Over 50 million Americans subscribe to Netflix (NASDAQ:NFLX) as of the end of last quarter. That number completely dwarfs Hulu and the number of Amazon (NASDAQ:AMZN) Prime subscribers taking advantage of its video streaming feature. Hulu has over 12 million subscribers, and comScore estimates that just 17 million Prime subscribers stream content in any given month.
But both Amazon and Hulu are stepping up their original and licensed content spending in an effort to attract new subscribers. That could worry some investors that the two will not only cut into Netflix's market share, but actually steal subscribers away from the streaming leader.
The good news is that the recent growth of Hulu and Amazon Prime subscribers hasn't cut into Netflix's subscriptions. In fact, they serve as complementary services.
More than one streaming subscription
The number of TV households streaming video from more than one service is growing. Last year, 26% of streaming households subscribed to multiple services. That number climbed to 38% this year, according to a recent survey from Hub Entertainment Research. A similar survey from Leichtman Research Group found the percentage of homes with multiple streaming services increased from 35% in 2014 to 51% today.
An important trend revealed in the Hub Entertainment survey is that Amazon and Hulu are not popular as stand-alone options. Just 6% of households subscribed to Amazon or Hulu without subscribing to Netflix as well.
While both smaller competitors are working to improve their content catalog, the surveys show Americans are willing to pay for multiple services. So their gain doesn't have to be Netflix's loss.
That said, switching costs for Netflix are extremely low. Traditional pay-TV services lock customers into the service with long-term contracts; Netflix subscribers can cancel at any time without penalty. If the competition gets to the point where they can replace Netflix, it's possible they'll cut into its subscriber base.
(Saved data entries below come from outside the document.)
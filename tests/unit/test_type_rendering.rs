use neatgen::{
    Access, ModuleGraphBuilder, Qualifiers, TypeBasis, TypePrecision, TypeRenderer, TypeSign,
    TypeSort,
};

#[test]
fn test_sized_integers() {
    let mut builder = ModuleGraphBuilder::new("M");
    let unsigned_short = builder.fundamental_with(TypeBasis::Int, TypePrecision::Short, TypeSign::Unsigned);
    let long_long = builder.fundamental_with(TypeBasis::Int, TypePrecision::Bit64, TypeSign::Plain);
    let unsigned_long_long = builder.fundamental_with(TypeBasis::Int, TypePrecision::Bit64, TypeSign::Unsigned);
    let unsigned_long = builder.fundamental_with(TypeBasis::Int, TypePrecision::Long, TypeSign::Unsigned);
    let long_double = builder.fundamental_with(TypeBasis::Double, TypePrecision::Long, TypeSign::Plain);
    let signed_int = builder.fundamental_with(TypeBasis::Int, TypePrecision::Default, TypeSign::Signed);
    let graph = builder.build();
    let types = TypeRenderer::new(&graph);

    // short and long long replace the sign as well as the basis
    assert_eq!(types.render_full_typename(unsigned_short).unwrap(), "short");
    assert_eq!(types.render_full_typename(long_long).unwrap(), "long long");
    assert_eq!(types.render_full_typename(unsigned_long_long).unwrap(), "long long");
    assert_eq!(types.render_full_typename(unsigned_long).unwrap(), "unsigned long int");
    assert_eq!(types.render_full_typename(long_double).unwrap(), "long double");
    assert_eq!(types.render_full_typename(signed_int).unwrap(), "int");
}

#[test]
fn test_character_types() {
    let mut builder = ModuleGraphBuilder::new("M");
    let char8 = builder.fundamental_with(TypeBasis::Char, TypePrecision::Bit8, TypeSign::Plain);
    let char16 = builder.fundamental_with(TypeBasis::Char, TypePrecision::Bit16, TypeSign::Plain);
    let char32 = builder.fundamental_with(TypeBasis::Char, TypePrecision::Bit32, TypeSign::Plain);
    let signed_char = builder.fundamental_with(TypeBasis::Char, TypePrecision::Default, TypeSign::Signed);
    let wide = builder.fundamental(TypeBasis::WcharT);
    let graph = builder.build();
    let types = TypeRenderer::new(&graph);

    assert_eq!(types.render_full_typename(char8).unwrap(), "char8_t");
    assert_eq!(types.render_full_typename(char16).unwrap(), "char16_t");
    assert_eq!(types.render_full_typename(char32).unwrap(), "char32_t");
    assert_eq!(types.render_full_typename(signed_char).unwrap(), "char");
    assert_eq!(types.render_full_typename(wide).unwrap(), "wchar_t");
}

#[test]
fn test_pointers_and_references() {
    let mut builder = ModuleGraphBuilder::new("M");
    let int = builder.fundamental(TypeBasis::Int);
    let pointer = builder.pointer(int);
    let pointer_to_pointer = builder.pointer(pointer);
    let lvalue = builder.lvalue_reference(int);
    let rvalue = builder.rvalue_reference(int);
    let graph = builder.build();
    let types = TypeRenderer::new(&graph);

    assert_eq!(types.render_full_typename(pointer).unwrap(), "int*");
    assert_eq!(types.render_full_typename(pointer_to_pointer).unwrap(), "int**");
    assert_eq!(types.render_full_typename(lvalue).unwrap(), "int&");
    assert_eq!(types.render_full_typename(rvalue).unwrap(), "int&&");
}

#[test]
fn test_qualified_types() {
    let mut builder = ModuleGraphBuilder::new("M");
    let char_type = builder.fundamental(TypeBasis::Char);
    let const_char = builder.qualified(char_type, Qualifiers::CONST);
    let string = builder.pointer(const_char);
    let const_string = builder.qualified(string, Qualifiers::CONST);
    let cv = builder.qualified(char_type, Qualifiers::CONST.union(Qualifiers::VOLATILE));
    let restricted = builder.qualified(string, Qualifiers::RESTRICT);
    let graph = builder.build();
    let types = TypeRenderer::new(&graph);

    assert_eq!(types.render_full_typename(const_char).unwrap(), "const char");
    assert_eq!(types.render_full_typename(string).unwrap(), "const char*");
    assert_eq!(types.render_full_typename(const_string).unwrap(), "const char* const");
    assert_eq!(types.render_full_typename(cv).unwrap(), "const volatile char");
    assert_eq!(types.render_full_typename(restricted).unwrap(), "const char*");
}

#[test]
fn test_designated_types_are_qualified() {
    let mut builder = ModuleGraphBuilder::new("M");
    let outer = builder.namespace(None, "outer");
    let inner = builder.namespace(Some(outer), "inner");
    let widget = builder.class(Some(inner), "Widget");
    let color = builder.enumeration(Some(outer), "Color");
    let widget_type = builder.designated(widget);
    let color_type = builder.designated(color);
    let widget_ref = builder.lvalue_reference(widget_type);
    let graph = builder.build();
    let types = TypeRenderer::new(&graph);

    assert_eq!(types.render_full_typename(widget_type).unwrap(), "outer::inner::Widget");
    assert_eq!(types.render_full_typename(color_type).unwrap(), "outer::Color");
    assert_eq!(types.render_full_typename(widget_ref).unwrap(), "outer::inner::Widget&");
}

#[test]
fn test_signatures() {
    let mut builder = ModuleGraphBuilder::new("M");
    let void = builder.fundamental(TypeBasis::Void);
    let int = builder.fundamental(TypeBasis::Int);
    let double = builder.fundamental(TypeBasis::Double);
    let pair = builder.tuple(vec![int, double]);
    let no_params = builder.function_type(void, None);
    let one_param = builder.function_type(int, Some(double));
    let two_params = builder.method_type(void, Some(pair));
    let graph = builder.build();
    let types = TypeRenderer::new(&graph);

    assert_eq!(types.render_full_typename(no_params).unwrap(), "void ()");
    assert_eq!(types.render_full_typename(one_param).unwrap(), "int (double)");
    assert_eq!(types.render_full_typename(two_params).unwrap(), "void (int, double)");
    assert_eq!(types.render_full_typename(pair).unwrap(), "int, double");
}

#[test]
fn test_base_and_placeholder_render_their_inner_type() {
    let mut builder = ModuleGraphBuilder::new("M");
    let parent = builder.structure(None, "Parent");
    let parent_type = builder.designated(parent);
    let base = builder.base(parent_type, Access::Protected);
    let int = builder.fundamental(TypeBasis::Int);
    let deduced = builder.placeholder(Some(int));
    let graph = builder.build();
    let types = TypeRenderer::new(&graph);

    assert_eq!(types.render_full_typename(base).unwrap(), "Parent");
    assert_eq!(types.render_full_typename(deduced).unwrap(), "int");
}

#[test]
fn test_unsupported_sorts_render_as_markers() {
    let mut builder = ModuleGraphBuilder::new("M");
    let array = builder.opaque_type(TypeSort::Array);
    let member_pointer = builder.opaque_type(TypeSort::PointerToMember);
    let typename = builder.opaque_type(TypeSort::Typename);
    let pointer_to_array = builder.pointer(array);
    let nullptr = builder.fundamental(TypeBasis::Nullptr);
    let huge = builder.fundamental_with(TypeBasis::Int, TypePrecision::Bit128, TypeSign::Plain);
    let graph = builder.build();
    let types = TypeRenderer::new(&graph);

    assert_eq!(types.render_full_typename(array).unwrap(), "<UNSUPPORTED_TYPE Array>");
    assert_eq!(
        types.render_full_typename(member_pointer).unwrap(),
        "<UNSUPPORTED_TYPE PointerToMember>"
    );
    assert_eq!(types.render_full_typename(typename).unwrap(), "<UNSUPPORTED_TYPE Typename>");
    assert_eq!(
        types.render_full_typename(pointer_to_array).unwrap(),
        "<UNSUPPORTED_TYPE Array>*"
    );
    assert_eq!(
        types.render_full_typename(nullptr).unwrap(),
        "<UNEXPECTED_FUNDAMENTAL_TYPE Nullptr>"
    );
    assert_eq!(types.render_full_typename(huge).unwrap(), "<UNEXPECTED_BITNESS Bit128>");
}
As such, Netflix continues to invest heavily in content. It's spending billions on global rights to licensed content, and it moved many of its original productions in-house to exercise even greater creative control over the intellectual property. Netflix's original shows make the service extremely sticky. As long as Netflix continues to focus on making its product as good as possible, it doesn't need to worry about the competition.
The real losers
The growth of Netflix's competitors is a bigger threat to traditional pay-TV services than it is to Netflix. Indeed, SNL Kagan estimates the industry will lose nearly 11 million subscribers over the next five years. That trend could accelerate as more over-the-top options come to market or the content catalogs of Netflix, Amazon, and Hulu improve. There's only so many hours to watch TV in a day.
Certainly, there will always be a demand for live TV. Big events like awards shows, sports, and breaking news are best viewed with a traditional pay-TV subscription. But Amazon and Hulu are both moving into that space. Amazon bought the rights to stream 10 Thursday Night Football games this year, and Hulu recently launched a live TV service with a skinny bundle of channels. Netflix, for its part, has denied any interest in live events.
Some cable companies have already moved toward becoming aggregators for all sorts of content. Comcast (NASDAQ:CMCSA), in particular, makes a point of promoting its X1 platform, which brings together services from Comcast and third parties including Netflix and YouTube to provide an all-in-one entertainment experience. Comcast says X1 households have a higher retention rate than customers without X1.
Cable companies will have to adapt in order to maintain subscribers as more television time is taken up by streaming services. Consumers are not compartmentalizing streaming and live TV, so the growth of Amazon or Hulu is impacting traditional TV more than it's affecting Netflix.